* Your instructions
Among the entries below, one stretch runs from the line that contains "allocations: allocations" through the line that contains "the app router". Repeat that stretch exactly, ends included, and only that.

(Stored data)
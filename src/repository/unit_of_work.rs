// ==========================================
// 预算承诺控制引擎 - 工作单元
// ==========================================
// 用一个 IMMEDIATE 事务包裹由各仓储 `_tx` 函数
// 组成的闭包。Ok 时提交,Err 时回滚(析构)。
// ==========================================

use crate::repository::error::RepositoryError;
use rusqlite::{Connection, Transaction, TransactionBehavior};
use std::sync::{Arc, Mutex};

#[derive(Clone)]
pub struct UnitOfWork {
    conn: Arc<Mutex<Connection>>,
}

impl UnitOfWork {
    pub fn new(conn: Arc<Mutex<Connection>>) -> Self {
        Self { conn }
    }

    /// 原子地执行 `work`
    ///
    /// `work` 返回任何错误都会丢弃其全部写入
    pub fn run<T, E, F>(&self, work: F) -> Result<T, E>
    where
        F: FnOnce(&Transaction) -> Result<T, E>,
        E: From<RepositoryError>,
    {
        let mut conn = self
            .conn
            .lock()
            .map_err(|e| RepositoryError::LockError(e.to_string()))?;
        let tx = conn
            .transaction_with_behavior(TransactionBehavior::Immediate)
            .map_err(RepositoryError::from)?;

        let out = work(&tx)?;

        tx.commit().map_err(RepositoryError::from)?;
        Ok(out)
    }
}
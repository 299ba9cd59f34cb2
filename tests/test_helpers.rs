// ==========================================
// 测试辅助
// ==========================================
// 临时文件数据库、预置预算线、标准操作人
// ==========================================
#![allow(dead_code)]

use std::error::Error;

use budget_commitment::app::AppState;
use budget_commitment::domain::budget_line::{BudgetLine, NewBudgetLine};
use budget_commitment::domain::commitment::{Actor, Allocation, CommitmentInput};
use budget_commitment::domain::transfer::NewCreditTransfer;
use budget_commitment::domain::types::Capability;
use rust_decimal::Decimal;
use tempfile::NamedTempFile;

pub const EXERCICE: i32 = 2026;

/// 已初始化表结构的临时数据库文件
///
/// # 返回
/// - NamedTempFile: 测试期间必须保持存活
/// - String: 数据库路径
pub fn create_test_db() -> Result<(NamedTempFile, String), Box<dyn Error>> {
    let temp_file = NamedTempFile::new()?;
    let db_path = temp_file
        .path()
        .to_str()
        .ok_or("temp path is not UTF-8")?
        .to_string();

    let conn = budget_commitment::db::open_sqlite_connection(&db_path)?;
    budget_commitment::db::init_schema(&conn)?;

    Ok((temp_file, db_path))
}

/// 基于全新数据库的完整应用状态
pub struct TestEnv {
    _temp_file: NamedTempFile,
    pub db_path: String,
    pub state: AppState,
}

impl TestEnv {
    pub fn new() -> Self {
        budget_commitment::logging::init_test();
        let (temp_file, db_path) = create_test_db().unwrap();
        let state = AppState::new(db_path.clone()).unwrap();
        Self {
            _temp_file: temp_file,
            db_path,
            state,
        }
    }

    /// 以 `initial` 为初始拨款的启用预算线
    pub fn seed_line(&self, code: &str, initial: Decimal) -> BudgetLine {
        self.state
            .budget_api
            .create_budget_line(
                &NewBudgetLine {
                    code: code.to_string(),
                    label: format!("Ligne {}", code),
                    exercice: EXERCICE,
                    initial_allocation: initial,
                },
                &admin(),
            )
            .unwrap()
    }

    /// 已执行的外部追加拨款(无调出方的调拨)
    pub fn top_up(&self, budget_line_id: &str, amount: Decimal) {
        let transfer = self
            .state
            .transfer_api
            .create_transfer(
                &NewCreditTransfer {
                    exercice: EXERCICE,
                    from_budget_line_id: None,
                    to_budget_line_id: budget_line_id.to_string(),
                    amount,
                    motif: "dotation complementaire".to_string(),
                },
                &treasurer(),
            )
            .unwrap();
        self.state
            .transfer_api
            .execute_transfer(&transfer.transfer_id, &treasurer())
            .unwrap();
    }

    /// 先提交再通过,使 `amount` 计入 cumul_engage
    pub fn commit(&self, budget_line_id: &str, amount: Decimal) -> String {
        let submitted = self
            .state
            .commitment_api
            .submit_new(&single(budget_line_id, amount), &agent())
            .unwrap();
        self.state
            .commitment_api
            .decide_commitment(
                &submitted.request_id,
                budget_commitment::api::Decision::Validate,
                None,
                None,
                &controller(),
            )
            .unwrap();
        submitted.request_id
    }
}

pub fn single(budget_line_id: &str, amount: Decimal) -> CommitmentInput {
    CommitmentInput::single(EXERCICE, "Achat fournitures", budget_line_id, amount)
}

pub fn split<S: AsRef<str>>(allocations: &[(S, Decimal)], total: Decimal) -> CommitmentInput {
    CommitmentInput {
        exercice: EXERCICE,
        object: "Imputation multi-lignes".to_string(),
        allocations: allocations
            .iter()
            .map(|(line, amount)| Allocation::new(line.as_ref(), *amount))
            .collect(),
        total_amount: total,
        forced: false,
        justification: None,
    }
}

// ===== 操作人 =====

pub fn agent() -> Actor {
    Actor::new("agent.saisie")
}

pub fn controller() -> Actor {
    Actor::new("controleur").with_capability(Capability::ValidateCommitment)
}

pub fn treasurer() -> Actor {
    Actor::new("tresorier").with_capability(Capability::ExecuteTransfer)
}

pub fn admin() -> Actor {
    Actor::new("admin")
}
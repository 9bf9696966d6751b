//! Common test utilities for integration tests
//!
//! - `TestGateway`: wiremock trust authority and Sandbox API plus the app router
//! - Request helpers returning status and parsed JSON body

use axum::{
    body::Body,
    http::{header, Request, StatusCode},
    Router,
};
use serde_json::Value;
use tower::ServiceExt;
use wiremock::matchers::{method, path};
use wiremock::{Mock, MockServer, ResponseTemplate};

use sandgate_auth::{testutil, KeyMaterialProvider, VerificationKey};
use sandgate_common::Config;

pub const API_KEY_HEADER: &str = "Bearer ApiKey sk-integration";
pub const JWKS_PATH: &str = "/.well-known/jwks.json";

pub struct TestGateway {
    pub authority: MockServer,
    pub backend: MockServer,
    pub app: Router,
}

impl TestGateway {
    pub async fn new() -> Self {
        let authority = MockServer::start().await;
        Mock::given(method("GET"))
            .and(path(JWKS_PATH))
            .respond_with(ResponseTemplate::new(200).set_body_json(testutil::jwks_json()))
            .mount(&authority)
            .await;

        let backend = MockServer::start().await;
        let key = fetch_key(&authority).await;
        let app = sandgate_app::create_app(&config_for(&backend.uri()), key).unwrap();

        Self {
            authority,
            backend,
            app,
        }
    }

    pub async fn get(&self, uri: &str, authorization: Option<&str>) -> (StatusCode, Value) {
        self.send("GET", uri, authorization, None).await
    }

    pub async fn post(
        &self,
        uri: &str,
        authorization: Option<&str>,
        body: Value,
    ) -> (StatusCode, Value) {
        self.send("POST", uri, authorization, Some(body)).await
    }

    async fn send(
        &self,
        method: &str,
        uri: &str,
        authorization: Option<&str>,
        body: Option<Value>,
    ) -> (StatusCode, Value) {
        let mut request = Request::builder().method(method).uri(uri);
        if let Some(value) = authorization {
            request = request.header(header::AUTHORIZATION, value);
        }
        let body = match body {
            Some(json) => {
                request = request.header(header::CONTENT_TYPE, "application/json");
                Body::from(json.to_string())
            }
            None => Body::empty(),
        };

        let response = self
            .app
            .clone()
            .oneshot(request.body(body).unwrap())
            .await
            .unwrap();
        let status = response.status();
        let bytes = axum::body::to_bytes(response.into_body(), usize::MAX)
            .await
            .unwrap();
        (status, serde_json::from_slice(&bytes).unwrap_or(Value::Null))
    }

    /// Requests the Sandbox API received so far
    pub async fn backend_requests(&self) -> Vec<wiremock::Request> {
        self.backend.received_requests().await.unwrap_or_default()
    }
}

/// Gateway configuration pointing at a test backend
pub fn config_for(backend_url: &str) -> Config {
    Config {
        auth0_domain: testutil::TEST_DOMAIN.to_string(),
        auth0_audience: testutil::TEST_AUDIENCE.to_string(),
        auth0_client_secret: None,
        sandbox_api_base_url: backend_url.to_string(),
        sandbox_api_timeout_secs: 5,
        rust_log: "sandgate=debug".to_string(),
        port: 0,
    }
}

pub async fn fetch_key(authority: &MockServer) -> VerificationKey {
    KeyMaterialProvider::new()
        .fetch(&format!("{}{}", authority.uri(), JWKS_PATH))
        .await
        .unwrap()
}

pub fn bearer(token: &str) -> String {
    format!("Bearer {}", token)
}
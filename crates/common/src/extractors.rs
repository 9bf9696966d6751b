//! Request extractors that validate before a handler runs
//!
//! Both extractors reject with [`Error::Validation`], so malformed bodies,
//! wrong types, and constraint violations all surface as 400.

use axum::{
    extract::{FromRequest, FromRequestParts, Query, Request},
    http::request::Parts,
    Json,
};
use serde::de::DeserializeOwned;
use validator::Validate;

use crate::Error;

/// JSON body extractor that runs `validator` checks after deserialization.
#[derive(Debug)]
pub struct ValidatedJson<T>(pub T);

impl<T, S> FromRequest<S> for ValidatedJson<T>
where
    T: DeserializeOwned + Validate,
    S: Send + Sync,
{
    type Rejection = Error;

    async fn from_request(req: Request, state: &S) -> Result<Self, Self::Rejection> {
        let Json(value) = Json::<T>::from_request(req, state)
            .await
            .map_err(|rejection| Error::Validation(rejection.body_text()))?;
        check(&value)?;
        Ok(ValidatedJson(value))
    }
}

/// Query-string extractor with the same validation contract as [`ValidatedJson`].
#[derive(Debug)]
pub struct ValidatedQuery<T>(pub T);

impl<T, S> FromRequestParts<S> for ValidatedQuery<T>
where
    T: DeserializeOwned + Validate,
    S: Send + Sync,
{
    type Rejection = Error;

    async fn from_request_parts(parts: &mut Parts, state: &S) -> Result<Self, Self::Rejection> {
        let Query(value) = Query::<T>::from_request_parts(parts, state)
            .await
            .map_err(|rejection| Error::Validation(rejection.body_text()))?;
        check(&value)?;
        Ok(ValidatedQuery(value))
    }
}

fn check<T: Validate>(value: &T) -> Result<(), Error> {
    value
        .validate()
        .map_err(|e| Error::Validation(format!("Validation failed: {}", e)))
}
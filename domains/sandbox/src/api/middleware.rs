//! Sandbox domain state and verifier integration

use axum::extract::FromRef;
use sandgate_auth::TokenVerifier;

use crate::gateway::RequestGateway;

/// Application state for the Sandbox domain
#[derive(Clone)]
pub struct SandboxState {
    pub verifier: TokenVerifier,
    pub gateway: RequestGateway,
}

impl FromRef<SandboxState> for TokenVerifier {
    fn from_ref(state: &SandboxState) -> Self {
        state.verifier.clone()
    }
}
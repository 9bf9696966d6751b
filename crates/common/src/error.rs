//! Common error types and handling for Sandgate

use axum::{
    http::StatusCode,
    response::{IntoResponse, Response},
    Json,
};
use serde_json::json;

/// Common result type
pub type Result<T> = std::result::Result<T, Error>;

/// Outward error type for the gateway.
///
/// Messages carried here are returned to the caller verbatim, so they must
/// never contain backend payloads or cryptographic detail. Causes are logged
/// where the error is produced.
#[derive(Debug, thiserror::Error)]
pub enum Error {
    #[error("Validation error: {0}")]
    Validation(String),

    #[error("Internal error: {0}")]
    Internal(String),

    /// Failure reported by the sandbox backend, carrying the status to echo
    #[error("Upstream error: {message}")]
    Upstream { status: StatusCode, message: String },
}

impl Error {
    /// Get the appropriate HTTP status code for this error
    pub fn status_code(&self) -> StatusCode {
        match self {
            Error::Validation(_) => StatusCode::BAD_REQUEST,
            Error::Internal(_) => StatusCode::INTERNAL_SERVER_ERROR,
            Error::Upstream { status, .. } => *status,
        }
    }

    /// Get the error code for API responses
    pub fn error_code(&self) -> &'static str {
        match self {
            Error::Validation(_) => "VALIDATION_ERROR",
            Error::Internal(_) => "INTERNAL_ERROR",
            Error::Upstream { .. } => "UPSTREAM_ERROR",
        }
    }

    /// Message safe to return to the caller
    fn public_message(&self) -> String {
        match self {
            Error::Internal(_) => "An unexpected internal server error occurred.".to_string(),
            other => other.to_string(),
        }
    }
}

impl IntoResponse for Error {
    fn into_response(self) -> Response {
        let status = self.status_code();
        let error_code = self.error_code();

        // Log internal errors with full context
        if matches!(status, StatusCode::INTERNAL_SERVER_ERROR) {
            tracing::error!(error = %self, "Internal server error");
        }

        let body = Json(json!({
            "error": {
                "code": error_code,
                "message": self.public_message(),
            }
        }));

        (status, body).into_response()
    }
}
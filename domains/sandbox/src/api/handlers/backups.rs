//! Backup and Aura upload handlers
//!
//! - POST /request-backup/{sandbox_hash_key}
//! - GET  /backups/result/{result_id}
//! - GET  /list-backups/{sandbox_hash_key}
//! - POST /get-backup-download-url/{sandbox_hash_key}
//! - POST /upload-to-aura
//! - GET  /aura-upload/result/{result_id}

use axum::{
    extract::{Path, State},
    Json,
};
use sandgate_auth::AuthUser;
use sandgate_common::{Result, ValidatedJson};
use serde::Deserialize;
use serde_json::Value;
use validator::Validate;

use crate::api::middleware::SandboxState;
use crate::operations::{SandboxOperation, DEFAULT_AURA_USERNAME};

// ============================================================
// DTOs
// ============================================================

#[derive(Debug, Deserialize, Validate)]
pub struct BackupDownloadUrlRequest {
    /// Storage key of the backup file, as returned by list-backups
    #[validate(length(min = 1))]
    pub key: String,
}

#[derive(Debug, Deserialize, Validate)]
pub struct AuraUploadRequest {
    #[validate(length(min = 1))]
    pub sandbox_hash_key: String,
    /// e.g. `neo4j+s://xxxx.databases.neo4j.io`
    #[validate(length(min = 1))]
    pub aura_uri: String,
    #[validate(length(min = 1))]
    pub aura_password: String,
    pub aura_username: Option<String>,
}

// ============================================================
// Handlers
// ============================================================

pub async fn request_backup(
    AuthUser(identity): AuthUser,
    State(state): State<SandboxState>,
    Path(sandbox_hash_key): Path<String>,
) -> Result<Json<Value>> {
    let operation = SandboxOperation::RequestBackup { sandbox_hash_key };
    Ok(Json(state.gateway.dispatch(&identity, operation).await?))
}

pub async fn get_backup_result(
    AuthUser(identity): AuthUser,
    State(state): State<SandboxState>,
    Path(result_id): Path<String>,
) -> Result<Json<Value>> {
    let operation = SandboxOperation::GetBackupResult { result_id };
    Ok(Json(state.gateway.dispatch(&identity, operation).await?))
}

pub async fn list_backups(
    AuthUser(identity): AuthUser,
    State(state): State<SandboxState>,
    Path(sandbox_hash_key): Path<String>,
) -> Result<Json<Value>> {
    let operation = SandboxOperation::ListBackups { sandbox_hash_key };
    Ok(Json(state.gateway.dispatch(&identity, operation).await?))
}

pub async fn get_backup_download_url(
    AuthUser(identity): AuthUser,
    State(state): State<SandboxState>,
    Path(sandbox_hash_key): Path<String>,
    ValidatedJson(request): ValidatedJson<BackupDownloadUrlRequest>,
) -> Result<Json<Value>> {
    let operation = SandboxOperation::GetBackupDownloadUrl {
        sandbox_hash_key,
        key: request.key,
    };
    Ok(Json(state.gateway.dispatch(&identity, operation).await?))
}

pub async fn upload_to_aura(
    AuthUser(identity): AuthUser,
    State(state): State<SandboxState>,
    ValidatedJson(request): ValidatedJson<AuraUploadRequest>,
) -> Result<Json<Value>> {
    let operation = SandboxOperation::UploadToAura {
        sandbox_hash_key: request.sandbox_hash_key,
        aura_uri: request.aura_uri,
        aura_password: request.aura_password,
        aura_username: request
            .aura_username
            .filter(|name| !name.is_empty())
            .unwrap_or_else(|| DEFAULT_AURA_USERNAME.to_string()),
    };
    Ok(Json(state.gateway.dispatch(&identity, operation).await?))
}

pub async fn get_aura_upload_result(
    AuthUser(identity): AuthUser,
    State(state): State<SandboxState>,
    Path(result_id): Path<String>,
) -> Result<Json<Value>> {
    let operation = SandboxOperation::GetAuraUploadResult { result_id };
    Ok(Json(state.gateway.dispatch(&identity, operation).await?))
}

* Exercise output
        allocations: allocations
            .iter()
            .map(|(line, amount)| Allocation::new(line.as_ref(), *amount))
            .collect(),
        total_amount: total,
        forced: false,
        justification: None,
    }
}

// ===== 操作人 =====

pub fn agent() -> Actor {
    Actor::new("agent.saisie")
}

pub fn controller() -> Actor {
    Actor::new("controleur").with_capability(Capability::ValidateCommitment)
}

pub fn treasurer() -> Actor {
    Actor::new("tresorier").with_capability(Capability::ExecuteTransfer)
}

pub fn admin() -> Actor {
    Actor::new("admin")
}
repository 9bf9696966d6751b
//! Common test utilities for integration tests
//!
//! - `TestGateway`: wiremock trust authority and Sandbox API plus the app router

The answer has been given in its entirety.